* [Prompt] Within the entries below, the lines from the one with "pub fn merge_base(&self, a: &str, b: &str)" through the one with "history) yields the empty list." are to be set down exactly, both ends kept.

Start of Given records

//! Read-only repository inspection by driving the `git` binary.
//!
//! Every query is a thin wrapper over one `git` invocation with the working
//! directory threaded explicitly via `git -C`; nothing here relies on the
//! ambient process directory. Queries where absence is an expected outcome
//! (no upstream configured, no merge base, nothing staged) return `Option`
//! or an empty collection instead of an error.

use std::ffi::OsString;
use std::path::{Path, PathBuf};
use std::process::Stdio;
use std::time::SystemTime;

use gix_hash::ObjectId;

/// Error type for inspector queries.
#[derive(Debug, thiserror::Error)]
pub enum Error {
    /// Spawning `git` or reading a file failed at the OS level.
    #[error("io error: {0}")]
    Io(#[from] std::io::Error),
    /// `git` ran but exited with a non-zero status.
    #[error("git {args:?} exited with status {status}: {stderr}")]
    Command {
        /// The arguments passed to `git` (without `-C <dir>`).
        args: Vec<String>,
        /// The exit code, `-1` when terminated by a signal.
        status: i32,
        /// Trailing-trimmed stderr of the failed invocation.
        stderr: String,
    },
    /// `git` produced output that is not valid UTF-8.
    #[error("git produced non-UTF-8 output")]
    Encoding(#[from] std::string::FromUtf8Error),
}

/// A handle to a repository working directory for read-only queries.
#[derive(Debug, Clone)]
pub struct Repository {
    work_dir: PathBuf,
}

impl Repository {
    /// Create a handle for the repository at `work_dir`.
    ///
    /// This does no I/O and does not verify that a repository exists there;
    /// the first query will surface that.
    pub fn at(work_dir: impl Into<PathBuf>) -> Self {
        Self {
            work_dir: work_dir.into(),
        }
    }

    /// The working directory this handle queries.
    pub fn work_dir(&self) -> &Path {
        &self.work_dir
    }

    fn run(&self, args: &[&str]) -> Result<String, Error> {
        log::debug!("git -C {:?} {}", self.work_dir, args.join(" "));
        let mut full: Vec<OsString> = Vec::with_capacity(args.len() + 2);
        full.push("-C".into());
        full.push(self.work_dir.as_os_str().to_owned());
        full.extend(args.iter().map(OsString::from));

        let child = gix_command::prepare("git")
            .args(full)
            .stdin(Stdio::null())
            .stdout(Stdio::piped())
            .stderr(Stdio::piped())
            .spawn()?;
        let output = child.wait_with_output()?;
        if !output.status.success() {
            return Err(Error::Command {
                args: args.iter().map(ToString::to_string).collect(),
                status: output.status.code().unwrap_or(-1),
                stderr: String::from_utf8_lossy(&output.stderr).trim_end().to_string(),
            });
        }
        Ok(String::from_utf8(output.stdout)?)
    }

    fn run_opt(&self, args: &[&str]) -> Option<String> {
        self.run(args).ok()
    }

    /// Files currently staged for commit, repo-relative with forward slashes.
    ///
    /// Failure (e.g. an empty repository without `HEAD`) yields the empty list.
    pub fn staged_files(&self) -> Vec<String> {
        self.run_opt(&["diff", "--name-only", "--cached"])
            .map(|out| lines(&out))
            .unwrap_or_default()
    }

    /// All tracked files, repo-relative with forward slashes.
    pub fn tracked_files(&self) -> Result<Vec<String>, Error> {
        let out = self.run(&["ls-files", "-z"])?;
        Ok(out
            .split('\0')
            .filter(|s| !s.is_empty())
            .map(normalize)
            .collect())
    }

    /// Modification time of a tracked file given by repo-relative path.
    pub fn mtime(&self, rel_path: &str) -> Result<SystemTime, Error> {
        let meta = std::fs::metadata(self.work_dir.join(rel_path))?;
        Ok(meta.modified()?)
    }

    /// The merge base of two revisions, or `None` when they are unrelated.
    pub fn merge_base(&self, a: &str, b: &str) -> Option<ObjectId> {
        let out = self.run_opt(&["merge-base", a, b])?;
        ObjectId::from_hex(out.trim().as_bytes()).ok()
    }

    /// Commits reachable from `tip` but not from `ancestor`, merges excluded.
    ///
    /// Any failure (unknown revision, shallow history) yields the empty list.
    pub fn commits_exclusive(&self, ancestor: &str, tip: &str) -> Vec<ObjectId> {
        let range = format!("{ancestor}..{tip}");
        self.run_opt(&["rev-list", "--no-merges", &range])
            .map(|out| {
                out.lines()
                    .filter_map(|l| ObjectId::from_hex(l.trim().as_bytes()).ok())
                    .collect()
            })
            .unwrap_or_default()
    }

    /// The author email of a commit, or `None` when it cannot be read.
    pub fn commit_author_email(&self, id: &ObjectId) -> Option<String> {
        let out = self.run_opt(&["show", "-s", "--format=%ae", &id.to_string()])?;
        let email = out.trim();
        (!email.is_empty()).then(|| email.to_string())
    }

    /// The files changed by a single commit, relative to its parents.
    pub fn commit_changed_files(&self, id: &ObjectId) -> Vec<String> {
        let spec = format!("{id}^!");
        self.run_opt(&["diff", "--name-only", &spec])
            .map(|out| lines(&out))
            .unwrap_or_default()
    }

    /// The files changed between two revisions.
    ///
    /// Unlike the per-commit queries this is mandatory for its callers, so
    /// failure propagates.
    pub fn changed_between(&self, old: &str, new: &str) -> Result<Vec<String>, Error> {
        let range = format!("{old}..{new}");
        Ok(lines(&self.run(&["diff", "--name-only", &range])?))
    }

    /// Resolve a revision to its object id, or `None` when it does not exist.
    pub fn resolve(&self, rev: &str) -> Option<ObjectId> {
        let out = self.run_opt(&["rev-parse", "--verify", "--quiet", rev])?;
        ObjectId::from_hex(out.trim().as_bytes()).ok()
    }

    /// The configured `user.email`, or `None` when unset.
    pub fn user_email(&self) -> Option<String> {
        let out = self.run_opt(&["config", "user.email"])?;
        let email = out.trim();
        (!email.is_empty()).then(|| email.to_string())
    }

    /// The symbolic name of the tracked upstream ref, or `None` when no
    /// upstream is configured.
    pub fn upstream_ref(&self) -> Option<String> {
        let out = self.run_opt(&[
            "rev-parse",
            "--abbrev-ref",
            "--symbolic-full-name",
            "@{upstream}",
        ])?;
        let name = out.trim();
        (!name.is_empty()).then(|| name.to_string())
    }

    /// Whether a remote-tracking branch like `origin/main` exists locally.
    pub fn remote_branch_exists(&self, name: &str) -> bool {
        let full = format!("refs/remotes/{name}");
        self.run_opt(&["rev-parse", "--verify", "--quiet", &full])
            .is_some()
    }

    /// All refs whose full name starts with `prefix`, in iteration order.
    pub fn refs_with_prefix(&self, prefix: &str) -> Vec<String> {
        self.run_opt(&["for-each-ref", "--format=%(refname)", prefix])
            .map(|out| out.lines().map(str::to_string).filter(|l| !l.is_empty()).collect())
            .unwrap_or_default()
    }

    /// The contents of `rel_path` as stored in the tree of `rev`, or `None`
    /// when the revision or path does not exist.
    pub fn show_file(&self, rev: &str, rel_path: &str) -> Option<String> {
        let spec = format!("{rev}:{rel_path}");
        self.run_opt(&["show", &spec])
    }
}

fn lines(out: &str) -> Vec<String> {
    out.lines()
        .map(str::trim)
        .filter(|l| !l.is_empty())
        .map(normalize)
        .collect()
}

fn normalize(path: impl AsRef<str>) -> String {
    path.as_ref().replace('\\', "/")
}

End of Given records

* [Worked solution]
    pub fn merge_base(&self, a: &str, b: &str) -> Option<ObjectId> {
        let out = self.run_opt(&["merge-base", a, b])?;
        ObjectId::from_hex(out.trim().as_bytes()).ok()
    }

    /// Commits reachable from `tip` but not from `ancestor`, merges excluded.
    ///
    /// Any failure (unknown revision, shallow history) yields the empty list.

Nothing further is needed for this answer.